[Stored data entries]
━━━

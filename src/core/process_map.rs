//! Per-owning-process state map with deferred release.
//!
//! Every stateful component keeps its per-run state in one of these maps.
//! State is created on first use and released by [`ProcessStateMap::finished_with`]
//! after a grace period, so monitoring reads that are already in flight never
//! race the teardown.

use dashmap::DashMap;
use std::sync::atomic::{AtomicU64, Ordering};
use std::sync::Arc;
use std::time::Duration;

/// Grace period applied when a component is built without explicit configuration.
pub const DEFAULT_GRACE_PERIOD: Duration = Duration::from_millis(1000);

struct ProcessEntry<T> {
    state: Arc<T>,
    generation: u64,
    retiring: bool,
}

pub struct ProcessStateMap<T> {
    entries: Arc<DashMap<String, ProcessEntry<T>>>,
    next_generation: AtomicU64,
    grace_period: Duration,
}

impl<T: Send + Sync + 'static> ProcessStateMap<T> {
    pub fn new(grace_period: Duration) -> Self {
        Self {
            entries: Arc::new(DashMap::new()),
            next_generation: AtomicU64::new(0),
            grace_period,
        }
    }

    fn bump(&self) -> u64 {
        self.next_generation.fetch_add(1, Ordering::Relaxed)
    }

    /// Returns the state of `process`, creating it with `init` on first use.
    ///
    /// A process that is waiting for release is revived, and the pending
    /// release no longer applies to it.
    pub fn get_or_insert_with(&self, process: &str, init: impl FnOnce() -> T) -> Arc<T> {
        if let Some(mut entry) = self.entries.get_mut(process) {
            if entry.retiring {
                entry.retiring = false;
                entry.generation = self.bump();
            }
            return entry.state.clone();
        }
        let mut entry = self
            .entries
            .entry(process.to_string())
            .or_insert_with(|| ProcessEntry {
                state: Arc::new(init()),
                generation: self.bump(),
                retiring: false,
            });
        if entry.retiring {
            entry.retiring = false;
            entry.generation = self.bump();
        }
        entry.state.clone()
    }

    /// Returns the state of `process` without creating or reviving it.
    pub fn get(&self, process: &str) -> Option<Arc<T>> {
        self.entries.get(process).map(|entry| entry.state.clone())
    }

    pub fn contains(&self, process: &str) -> bool {
        self.entries.contains_key(process)
    }

    pub fn len(&self) -> usize {
        self.entries.len()
    }

    pub fn is_empty(&self) -> bool {
        self.entries.is_empty()
    }

    pub fn grace_period(&self) -> Duration {
        self.grace_period
    }

    /// Schedules release of the state of `process`.
    ///
    /// Unknown processes and repeated calls are no-ops. Removal only happens
    /// if the entry has not been revived or replaced in the meantime.
    pub fn finished_with(&self, process: &str) {
        let generation = match self.entries.get_mut(process) {
            Some(mut entry) => {
                entry.retiring = true;
                entry.generation
            }
            None => return,
        };

        let entries = self.entries.clone();
        let key = process.to_string();
        let remove = move || {
            let removed = entries
                .remove_if(&key, |_, entry| entry.retiring && entry.generation == generation)
                .is_some();
            if removed {
                tracing::debug!(owning_process = %key, "released process state");
            }
        };

        if self.grace_period.is_zero() {
            remove();
            return;
        }
        match tokio::runtime::Handle::try_current() {
            Ok(handle) => {
                let grace = self.grace_period;
                handle.spawn(async move {
                    tokio::time::sleep(grace).await;
                    remove();
                });
            }
            Err(_) => remove(),
        }
    }
}

impl<T: Send + Sync + 'static> Default for ProcessStateMap<T> {
    fn default() -> Self {
        Self::new(DEFAULT_GRACE_PERIOD)
    }
}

━━━

Every line above that holds the word "false" needs to be copied.

→ Solution to this task
                entry.retiring = false;
                retiring: false,
            entry.retiring = false;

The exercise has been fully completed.